Items from a data source:
* * * *

#[cfg(test)]
mod tests {
    use super::*;
    use rand::prelude::*;

    #[derive(Default)]
    struct CountingManager {
        created: usize,
        deleted: usize,
        events: Vec<(NodeId, NodeEvent)>,
    }

    impl QuadTreeManager<u32> for CountingManager {
        fn create_child(&mut self, parent: &u32, _quadrant: Quadrant) -> u32 {
            self.created += 1;
            parent + 1
        }

        fn node_event(&mut self, node: NodeId, _value: &mut u32, event: NodeEvent) {
            self.events.push((node, event));
        }

        fn node_deleted(&mut self, _value: u32) {
            self.deleted += 1;
        }
    }

    fn reference_counts(tree: &QuadTree<u32>) -> (usize, usize) {
        let nodes = tree.active_nodes().count();
        let leaves = tree.leaves().count();
        (nodes, leaves)
    }

    #[test]
    fn division_and_grouping_track_counts() {
        let mut manager = CountingManager::default();
        let mut tree = QuadTree::new(0, &mut manager);

        assert_eq!((tree.node_count(), tree.leaf_count()), (1, 1));

        let root = tree.root();
        tree.divide(root, &mut manager);
        assert_eq!((tree.node_count(), tree.leaf_count()), (5, 4));

        let child = tree.child(root, Quadrant::TopLeft).unwrap();
        tree.divide(child, &mut manager);
        assert_eq!((tree.node_count(), tree.leaf_count()), (9, 7));

        tree.group(root, &mut manager);
        assert_eq!((tree.node_count(), tree.leaf_count()), (1, 1));

        assert_eq!(reference_counts(&tree), (1, 1));
    }

    #[test]
    fn counts_stay_consistent_under_random_churn() {
        let mut rng = StdRng::seed_from_u64(42);
        let mut manager = CountingManager::default();
        let mut tree = QuadTree::new(0, &mut manager);

        for _ in 0..500 {
            let nodes: Vec<NodeId> = tree.active_nodes().collect();
            let node = *nodes.choose(&mut rng).unwrap();

            if tree.is_leaf(node) && tree.depth(node) < 6 {
                tree.divide(node, &mut manager);
            } else if !tree.is_leaf(node) && rng.random_bool(0.4) {
                tree.group(node, &mut manager);
            }

            let (nodes, leaves) = reference_counts(&tree);
            assert_eq!(tree.node_count(), nodes);
            assert_eq!(tree.leaf_count(), leaves);

            // every internal node has exactly 4 children
            let internal = nodes - leaves;
            assert_eq!(nodes, 1 + 4 * internal);
        }
    }

    #[test]
    fn grouped_children_are_reused_on_redivision() {
        let mut manager = CountingManager::default();
        let mut tree = QuadTree::new(0, &mut manager);
        let root = tree.root();

        tree.divide(root, &mut manager);
        tree.group(root, &mut manager);
        tree.divide(root, &mut manager);

        assert_eq!(manager.created, 4);
        assert_eq!(manager.deleted, 0);
    }

    #[test]
    fn remove_unused_nodes_deletes_grouped_subtrees() {
        let mut manager = CountingManager::default();
        let mut tree = QuadTree::new(0, &mut manager);
        let root = tree.root();

        tree.divide(root, &mut manager);
        let child = tree.child(root, Quadrant::TopLeft).unwrap();
        tree.divide(child, &mut manager);

        tree.remove_unused_nodes(&mut manager);
        assert_eq!(manager.deleted, 0); // everything still active

        tree.group(root, &mut manager);
        tree.remove_unused_nodes(&mut manager);
        assert_eq!(manager.deleted, 8);
        assert_eq!((tree.node_count(), tree.leaf_count()), (1, 1));
    }

    #[test]
    fn neighbors_within_one_tree_are_symmetric() {
        let mut rng = StdRng::seed_from_u64(7);
        let mut manager = CountingManager::default();
        let mut tree = QuadTree::new(0, &mut manager);

        for _ in 0..60 {
            let leaves: Vec<NodeId> = tree.leaves().collect();
            let leaf = *leaves.choose(&mut rng).unwrap();
            if tree.depth(leaf) < 4 {
                tree.divide(leaf, &mut manager);
            }
        }

        for leaf in tree.leaves() {
            for side in Side::ALL {
                let Neighbor::Local(neighbor) = tree.neighbor(leaf, side) else {
                    continue;
                };

                if tree.is_leaf(neighbor) && tree.depth(neighbor) == tree.depth(leaf) {
                    assert_eq!(
                        tree.neighbor(neighbor, side.opposite()),
                        Neighbor::Local(leaf),
                        "{side:?} neighbor of {leaf:?} is not symmetric"
                    );
                }
            }
        }
    }

    #[test]
    fn border_without_connection_has_no_neighbor() {
        let mut manager = CountingManager::default();
        let mut tree = QuadTree::new(0, &mut manager);
        let root = tree.root();
        tree.divide(root, &mut manager);

        let top_left = tree.child(root, Quadrant::TopLeft).unwrap();
        assert_eq!(tree.neighbor(top_left, Side::Left), Neighbor::None);
        assert_eq!(tree.neighbor(top_left, Side::Top), Neighbor::None);
        assert!(matches!(
            tree.neighbor(top_left, Side::Right),
            Neighbor::Local(_)
        ));
    }

    #[test]
    fn connected_trees_resolve_neighbors_across_the_border() {
        let mut manager = CountingManager::default();
        let mut left_tree = QuadTree::new(0, &mut manager);
        let mut right_tree = QuadTree::new(0, &mut manager);
        let left_entity = Entity::from_raw(1);
        let right_entity = Entity::from_raw(2);

        QuadTree::connect(
            &mut left_tree,
            left_entity,
            Side::Right,
            &mut right_tree,
            right_entity,
            Side::Left,
            false,
        );

        left_tree.divide(left_tree.root(), &mut manager);
        right_tree.divide(right_tree.root(), &mut manager);
        let rtl = right_tree.child(right_tree.root(), Quadrant::TopLeft).unwrap();
        right_tree.divide(rtl, &mut manager);

        // the top right leaf of the left tree looks right into the finer tree
        let query = left_tree.child(left_tree.root(), Quadrant::TopRight).unwrap();
        let Neighbor::Remote { tree, side, coord } = left_tree.neighbor(query, Side::Right) else {
            panic!("expected a remote neighbor");
        };

        assert_eq!(tree, right_entity);
        assert_eq!(side, Side::Left);

        // the query leaf spans both quarter leaves of the finer edge, its
        // center coordinate ties between them and resolves to the lower one
        let resolved = right_tree.edge_at_coord(side, coord);
        let expected = right_tree.child(rtl, Quadrant::BottomLeft).unwrap();
        assert_eq!(resolved, expected);
    }

    #[test]
    fn flipped_connections_mirror_the_edge_coordinate() {
        let mut manager = CountingManager::default();
        let mut left_tree = QuadTree::new(0, &mut manager);
        let mut right_tree = QuadTree::new(0, &mut manager);

        QuadTree::connect(
            &mut left_tree,
            Entity::from_raw(1),
            Side::Right,
            &mut right_tree,
            Entity::from_raw(2),
            Side::Left,
            true,
        );

        left_tree.divide(left_tree.root(), &mut manager);
        right_tree.divide(right_tree.root(), &mut manager);

        // mirrored: the *top* right leaf matches the *bottom* left leaf
        let query = left_tree.child(left_tree.root(), Quadrant::TopRight).unwrap();
        let Neighbor::Remote { side, coord, .. } = left_tree.neighbor(query, Side::Right) else {
            panic!("expected a remote neighbor");
        };

        let resolved = right_tree.edge_at_coord(side, coord);
        let expected = right_tree
            .child(right_tree.root(), Quadrant::BottomLeft)
            .unwrap();
        assert_eq!(resolved, expected);
    }

    #[test]
    #[should_panic(expected = "already connected")]
    fn conflicting_connections_are_rejected() {
        let mut manager = CountingManager::default();
        let mut tree_a = QuadTree::new(0, &mut manager);
        let mut tree_b = QuadTree::new(0, &mut manager);
        let mut tree_c = QuadTree::new(0, &mut manager);

        QuadTree::connect(
            &mut tree_a,
            Entity::from_raw(1),
            Side::Right,
            &mut tree_b,
            Entity::from_raw(2),
            Side::Left,
            false,
        );
        QuadTree::connect(
            &mut tree_a,
            Entity::from_raw(1),
            Side::Right,
            &mut tree_c,
            Entity::from_raw(3),
            Side::Left,
            false,
        );
    }
}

* * * *

### PROBLEM TO WORK ON
Your answer should be each line from the entries that includes the string "parent".

### YOUR SOLUTION
        fn create_child(&mut self, parent: &u32, _quadrant: Quadrant) -> u32 {
            parent + 1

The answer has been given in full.